:: Problem to solve ::
Would you please transcribe, exactly as written, the lines of the entries below starting at the one that holds "an empty role." and ending at the one that holds "exactly as received.", both included?

[Stored data entries]

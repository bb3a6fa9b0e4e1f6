//! OSM element types as returned by the API's JSON endpoints.
//!
//! The same types double as the domain model: relations, ways and nodes are
//! read-only snapshots for the duration of one validation pass.

use std::collections::HashMap;
use std::fmt;

use serde::{Deserialize, Serialize};

/// Base URL for human-facing element links.
const ELEMENT_URL_BASE: &str = "https://www.openstreetmap.org";

pub const ROLE_STOP: &str = "stop";
pub const ROLE_STOP_ENTRY_ONLY: &str = "stop_entry_only";
pub const ROLE_STOP_EXIT_ONLY: &str = "stop_exit_only";
pub const ROLE_PLATFORM: &str = "platform";
pub const ROLE_PLATFORM_ENTRY_ONLY: &str = "platform_entry_only";
pub const ROLE_PLATFORM_EXIT_ONLY: &str = "platform_exit_only";

/// Tag key to value mapping. No key is guaranteed to exist.
pub type Tags = HashMap<String, String>;

/// Envelope used by every element endpoint: `{"elements": [...]}`.
#[derive(Debug, Deserialize)]
pub struct ElementsResponse<T> {
    pub elements: Vec<T>,
}

/// The three OSM element kinds.
#[derive(Debug, Clone, Copy, PartialEq, Eq, Hash, Serialize, Deserialize)]
#[serde(rename_all = "lowercase")]
pub enum ElementType {
    Node,
    Way,
    Relation,
}

impl ElementType {
    /// Returns the lowercase name used in API paths and URLs.
    pub fn as_str(&self) -> &'static str {
        match self {
            ElementType::Node => "node",
            ElementType::Way => "way",
            ElementType::Relation => "relation",
        }
    }
}

impl fmt::Display for ElementType {
    fn fmt(&self, f: &mut fmt::Formatter<'_>) -> fmt::Result {
        f.write_str(self.as_str())
    }
}

/// Link to an element on the OSM website.
pub fn element_url(kind: ElementType, id: i64) -> String {
    format!("{ELEMENT_URL_BASE}/{kind}/{id}")
}

/// A (type, ref, role) triple inside a relation.
#[derive(Debug, Clone, PartialEq, Eq, Serialize, Deserialize)]
pub struct Member {
    #[serde(rename = "type")]
    pub kind: ElementType,
    #[serde(rename = "ref")]
    pub reference: i64,
    #[serde(default)]
    pub role: String,
}

impl Member {
    pub fn new(kind: ElementType, reference: i64, role: impl Into<String>) -> Self {
        Self {
            kind,
            reference,
            role: role.into(),
        }
    }

    /// `stop`, `stop_entry_only` or `stop_exit_only`.
    pub fn is_stop(&self) -> bool {
        matches!(
            self.role.as_str(),
            ROLE_STOP | ROLE_STOP_ENTRY_ONLY | ROLE_STOP_EXIT_ONLY
        )
    }

    /// `platform`, `platform_entry_only` or `platform_exit_only`.
    pub fn is_platform(&self) -> bool {
        matches!(
            self.role.as_str(),
            ROLE_PLATFORM | ROLE_PLATFORM_ENTRY_ONLY | ROLE_PLATFORM_EXIT_ONLY
        )
    }

    /// Whether the role belongs to the leading stop/platform block of a route.
    pub fn is_stop_or_platform(&self) -> bool {
        self.is_stop() || self.is_platform()
    }

    /// A plain route segment: a way with an empty role.
    pub fn is_route_way(&self) -> bool {
        self.kind == ElementType::Way && self.role.is_empty()
    }

    pub fn element_url(&self) -> String {
        element_url(self.kind, self.reference)
    }
}

impl fmt::Display for Member {
    fn fmt(&self, f: &mut fmt::Formatter<'_>) -> fmt::Result {
        write!(f, "{} {} ({})", self.kind, self.reference, self.role)
    }
}

/// A route or route master relation.
///
/// Member order is significant and kept exactly as received.
#[derive(Debug, Clone, PartialEq, Serialize, Deserialize)]
pub struct Relation {
    pub id: i64,
    #[serde(default)]
    pub version: i32,
    #[serde(default)]
    pub members: Vec<Member>,
    #[serde(default)]
    pub tags: Tags,
}

impl Relation {
    pub fn tag(&self, key: &str) -> Option<&str> {
        self.tags.get(key).map(String::as_str)
    }

    /// The `name` tag, if present.
    pub fn name(&self) -> Option<&str> {
        self.tag("name")
    }

    /// The `type` tag, if present.
    pub fn relation_type(&self) -> Option<&str> {
        self.tag("type")
    }

    /// Whether the relation is tagged `public_transport:version=2`.
    pub fn is_ptv2(&self) -> bool {
        self.tag("public_transport:version") == Some("2")
    }

    /// Number of members of a given element type.
    pub fn count_members(&self, kind: ElementType) -> usize {
        self.members.iter().filter(|m| m.kind == kind).count()
    }

    /// IDs of `relation` members, in member order.
    pub fn sub_relation_ids(&self) -> Vec<i64> {
        self.members
            .iter()
            .filter(|m| m.kind == ElementType::Relation)
            .map(|m| m.reference)
            .collect()
    }

    pub fn element_url(&self) -> String {
        element_url(ElementType::Relation, self.id)
    }
}

/// Error returned when a way has no nodes.
#[derive(Debug, Clone, PartialEq, Eq, thiserror::Error)]
#[error("way {0} has no nodes")]
pub struct EmptyWay(pub i64);

#[derive(Deserialize)]
struct RawWay {
    id: i64,
    #[serde(default)]
    version: i32,
    #[serde(default)]
    nodes: Vec<i64>,
    #[serde(default)]
    tags: Tags,
}

impl TryFrom<RawWay> for Way {
    type Error = EmptyWay;

    fn try_from(raw: RawWay) -> Result<Self, Self::Error> {
        let mut way = Way::new(raw.id, raw.nodes, raw.tags)?;
        way.version = raw.version;
        Ok(way)
    }
}

/// A path segment: an ordered, non-empty list of node IDs.
#[derive(Debug, Clone, PartialEq, Eq, Deserialize)]
#[serde(try_from = "RawWay")]
pub struct Way {
    pub id: i64,
    pub version: i32,
    nodes: Vec<i64>,
    pub tags: Tags,
}

impl Way {
    /// Create a way, rejecting an empty node list.
    pub fn new(id: i64, nodes: Vec<i64>, tags: Tags) -> Result<Self, EmptyWay> {
        if nodes.is_empty() {
            return Err(EmptyWay(id));
        }
        Ok(Self {
            id,
            version: 0,
            nodes,
            tags,
        })
    }

    pub fn nodes(&self) -> &[i64] {
        &self.nodes
    }

    pub fn first_node(&self) -> i64 {
        self.nodes[0]
    }

    pub fn last_node(&self) -> i64 {
        self.nodes[self.nodes.len() - 1]
    }

    /// A way is circular iff its first and last nodes are the same.
    pub fn is_circular(&self) -> bool {
        self.first_node() == self.last_node()
    }

    pub fn tag(&self, key: &str) -> Option<&str> {
        self.tags.get(key).map(String::as_str)
    }

    pub fn element_url(&self) -> String {
        element_url(ElementType::Way, self.id)
    }
}

/// A point: stop position, platform or plain path vertex.
#[derive(Debug, Clone, PartialEq, Serialize, Deserialize)]
pub struct Node {
    pub id: i64,
    #[serde(default)]
    pub lat: f64,
    #[serde(default)]
    pub lon: f64,
    #[serde(default)]
    pub version: i32,
    #[serde(default)]
    pub tags: Tags,
}

impl Node {
    pub fn tag(&self, key: &str) -> Option<&str> {
        self.tags.get(key).map(String::as_str)
    }

    pub fn element_url(&self) -> String {
        element_url(ElementType::Node, self.id)
    }
}

#[cfg(test)]
mod tests {
    use super::*;

    #[test]
    fn parse_relation_response() {
        let json = r#"{"version":"0.6","elements":[{"type":"relation","id":12,"version":3,
            "members":[{"type":"node","ref":1,"role":"stop"},{"type":"way","ref":2,"role":""}],
            "tags":{"type":"route","name":"1: A => B"}}]}"#;

        let resp: ElementsResponse<Relation> = serde_json::from_str(json).unwrap();
        let relation = &resp.elements[0];

        assert_eq!(relation.id, 12);
        assert_eq!(relation.version, 3);
        assert_eq!(relation.members.len(), 2);
        assert_eq!(relation.members[0].kind, ElementType::Node);
        assert!(relation.members[0].is_stop());
        assert!(relation.members[1].is_route_way());
        assert_eq!(relation.relation_type(), Some("route"));
        assert_eq!(relation.name(), Some("1: A => B"));
    }

    #[test]
    fn relation_without_tags_or_members() {
        let json = r#"{"elements":[{"type":"relation","id":5}]}"#;
        let resp: ElementsResponse<Relation> = serde_json::from_str(json).unwrap();
        assert!(resp.elements[0].members.is_empty());
        assert!(resp.elements[0].tags.is_empty());
    }

    #[test]
    fn parse_way_and_node() {
        let json = r#"{"elements":[{"type":"way","id":7,"version":2,"nodes":[1,2,3],
            "tags":{"oneway":"yes"}}]}"#;
        let resp: ElementsResponse<Way> = serde_json::from_str(json).unwrap();
        let way = &resp.elements[0];
        assert_eq!(way.nodes(), &[1, 2, 3]);
        assert_eq!(way.version, 2);
        assert_eq!(way.tag("oneway"), Some("yes"));

        let json = r#"{"elements":[{"type":"node","id":9,"lat":55.95,"lon":-3.19}]}"#;
        let resp: ElementsResponse<Node> = serde_json::from_str(json).unwrap();
        assert_eq!(resp.elements[0].id, 9);
        assert!(resp.elements[0].tags.is_empty());
    }

    #[test]
    fn way_without_nodes_is_rejected() {
        let json = r#"{"elements":[{"type":"way","id":7,"nodes":[]}]}"#;
        let result: Result<ElementsResponse<Way>, _> = serde_json::from_str(json);
        assert!(result.is_err());

        assert_eq!(Way::new(7, vec![], Tags::new()), Err(EmptyWay(7)));
    }

    #[test]
    fn circular_way() {
        let way = Way::new(1, vec![1, 2, 3, 1], Tags::new()).unwrap();
        assert!(way.is_circular());
        assert_eq!(way.first_node(), 1);
        assert_eq!(way.last_node(), 1);

        let way = Way::new(2, vec![1, 2, 3], Tags::new()).unwrap();
        assert!(!way.is_circular());

        let single = Way::new(3, vec![4], Tags::new()).unwrap();
        assert!(single.is_circular());
    }

    #[test]
    fn member_roles() {
        let platform = Member::new(ElementType::Node, 1, ROLE_PLATFORM_EXIT_ONLY);
        assert!(platform.is_platform());
        assert!(!platform.is_stop());
        assert!(platform.is_stop_or_platform());

        let stop = Member::new(ElementType::Node, 1, ROLE_STOP_ENTRY_ONLY);
        assert!(stop.is_stop());

        let forward = Member::new(ElementType::Way, 1, "forward");
        assert!(!forward.is_route_way());
        assert!(!forward.is_stop_or_platform());
    }

    #[test]
    fn urls() {
        let member = Member::new(ElementType::Way, 42, "");
        assert_eq!(member.element_url(), "https://www.openstreetmap.org/way/42");
        assert_eq!(member.to_string(), "way 42 ()");
        assert_eq!(
            element_url(ElementType::Relation, 3),
            "https://www.openstreetmap.org/relation/3"
        );
    }

    #[test]
    fn sub_relations_and_counts() {
        let relation = Relation {
            id: 1,
            version: 1,
            members: vec![
                Member::new(ElementType::Relation, 10, ""),
                Member::new(ElementType::Node, 11, "stop"),
                Member::new(ElementType::Relation, 12, ""),
            ],
            tags: Tags::new(),
        };
        assert_eq!(relation.sub_relation_ids(), vec![10, 12]);
        assert_eq!(relation.count_members(ElementType::Node), 1);
        assert_eq!(relation.count_members(ElementType::Way), 0);
    }
}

:: Task output ::
    /// A plain route segment: a way with an empty role.
    pub fn is_route_way(&self) -> bool {
        self.kind == ElementType::Way && self.role.is_empty()
    }

    pub fn element_url(&self) -> String {
        element_url(self.kind, self.reference)
    }
}

impl fmt::Display for Member {
    fn fmt(&self, f: &mut fmt::Formatter<'_>) -> fmt::Result {
        write!(f, "{} {} ({})", self.kind, self.reference, self.role)
    }
}

/// A route or route master relation.
///
/// Member order is significant and kept exactly as received.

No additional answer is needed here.